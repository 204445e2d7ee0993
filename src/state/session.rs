//! Session identity and the narrow delivery capability.
//!
//! Directories never hold a connection or a back-reference into the router;
//! they hold a [`SessionHandle`], which can do exactly two things: queue a
//! line for the session, or ask the disconnect worker to tear the session
//! down. That keeps ownership one-directional: directories own membership
//! entries, sessions own nothing back.

use chrono::{DateTime, Utc};
use std::fmt;
use std::sync::atomic::{AtomicBool, AtomicU64, Ordering};
use tokio::sync::mpsc;
use tracing::debug;

/// Stable per-connection identifier, never reused for the process lifetime.
#[derive(Debug, Clone, Copy, PartialEq, Eq, Hash, PartialOrd, Ord)]
pub struct SessionId(u64);

impl fmt::Display for SessionId {
    fn fmt(&self, f: &mut fmt::Formatter<'_>) -> fmt::Result {
        write!(f, "s{:06}", self.0)
    }
}

/// Hands out monotonically increasing session ids.
#[derive(Debug)]
pub struct SessionIdGenerator {
    counter: AtomicU64,
}

impl SessionIdGenerator {
    pub fn new() -> Self {
        Self { counter: AtomicU64::new(1) }
    }

    /// Generate the next session id.
    pub fn next(&self) -> SessionId {
        SessionId(self.counter.fetch_add(1, Ordering::Relaxed))
    }
}

impl Default for SessionIdGenerator {
    fn default() -> Self {
        Self::new()
    }
}

/// A teardown request queued for the disconnect worker.
#[derive(Debug)]
pub struct TeardownRequest {
    pub id: SessionId,
    pub reason: &'static str,
}

/// The capability handle a directory holds for one session.
pub struct SessionHandle {
    pub id: SessionId,
    /// When the session connected, for the teardown log.
    pub connected_at: DateTime<Utc>,
    outbox: mpsc::Sender<String>,
    disconnects: mpsc::Sender<TeardownRequest>,
    /// Latched once the session is dead or dying; stops further delivery
    /// and makes the teardown request fire at most once.
    closed: AtomicBool,
}

impl SessionHandle {
    pub fn new(
        id: SessionId,
        outbox: mpsc::Sender<String>,
        disconnects: mpsc::Sender<TeardownRequest>,
    ) -> Self {
        Self {
            id,
            connected_at: Utc::now(),
            outbox,
            disconnects,
            closed: AtomicBool::new(false),
        }
    }

    /// Queue a line for this session without blocking the caller.
    ///
    /// A closed outbox means the connection task is gone; a full one means
    /// the consumer stopped draining. Either way the session is marked dead
    /// and handed to the disconnect worker; the sender's operation is
    /// unaffected.
    pub fn deliver(&self, line: impl Into<String>) {
        if self.closed.load(Ordering::Relaxed) {
            return;
        }
        match self.outbox.try_send(line.into()) {
            Ok(()) => {}
            Err(mpsc::error::TrySendError::Closed(_)) => {
                self.request_teardown("output sink closed");
            }
            Err(mpsc::error::TrySendError::Full(_)) => {
                self.request_teardown("output queue overflow");
            }
        }
    }

    /// Ask the disconnect worker to run the cascade for this session.
    /// Only the first call enqueues anything.
    pub fn request_teardown(&self, reason: &'static str) {
        if self.closed.swap(true, Ordering::Relaxed) {
            return;
        }
        debug!(session = %self.id, reason, "Teardown requested");
        let _ = self.disconnects.try_send(TeardownRequest { id: self.id, reason });
    }

    /// Latch the handle closed without queueing a teardown request.
    /// Used by the cascade itself so late broadcasts stop cleanly.
    pub fn mark_closed(&self) {
        self.closed.store(true, Ordering::Relaxed);
    }

    /// Seconds this session has been connected.
    pub fn uptime_secs(&self) -> i64 {
        (Utc::now() - self.connected_at).num_seconds()
    }
}

impl fmt::Debug for SessionHandle {
    fn fmt(&self, f: &mut fmt::Formatter<'_>) -> fmt::Result {
        f.debug_struct("SessionHandle")
            .field("id", &self.id)
            .field("closed", &self.closed.load(Ordering::Relaxed))
            .finish()
    }
}

/// Build a handle wired to fresh channels, for directory tests.
#[cfg(test)]
pub(crate) fn test_handle(
    ids: &SessionIdGenerator,
) -> (std::sync::Arc<SessionHandle>, mpsc::Receiver<String>) {
    let (tx, rx) = mpsc::channel(32);
    // The teardown queue is not observed by these tests; requests are
    // silently discarded once the receiver drops.
    let (dtx, _drx) = mpsc::channel(32);
    (std::sync::Arc::new(SessionHandle::new(ids.next(), tx, dtx)), rx)
}

/// Drain every line currently queued for a test receiver.
#[cfg(test)]
pub(crate) fn drain(rx: &mut mpsc::Receiver<String>) -> Vec<String> {
    let mut lines = Vec::new();
    while let Ok(line) = rx.try_recv() {
        lines.push(line);
    }
    lines
}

# # # #

# Task directions
Exactly the lines from the one containing "pub(crate) fn drain(rx: &mut" through the final line of the records above are needed, copied word for word.

# Solution
pub(crate) fn drain(rx: &mut mpsc::Receiver<String>) -> Vec<String> {
    let mut lines = Vec::new();
    while let Ok(line) = rx.try_recv() {
        lines.push(line);
    }
    lines
}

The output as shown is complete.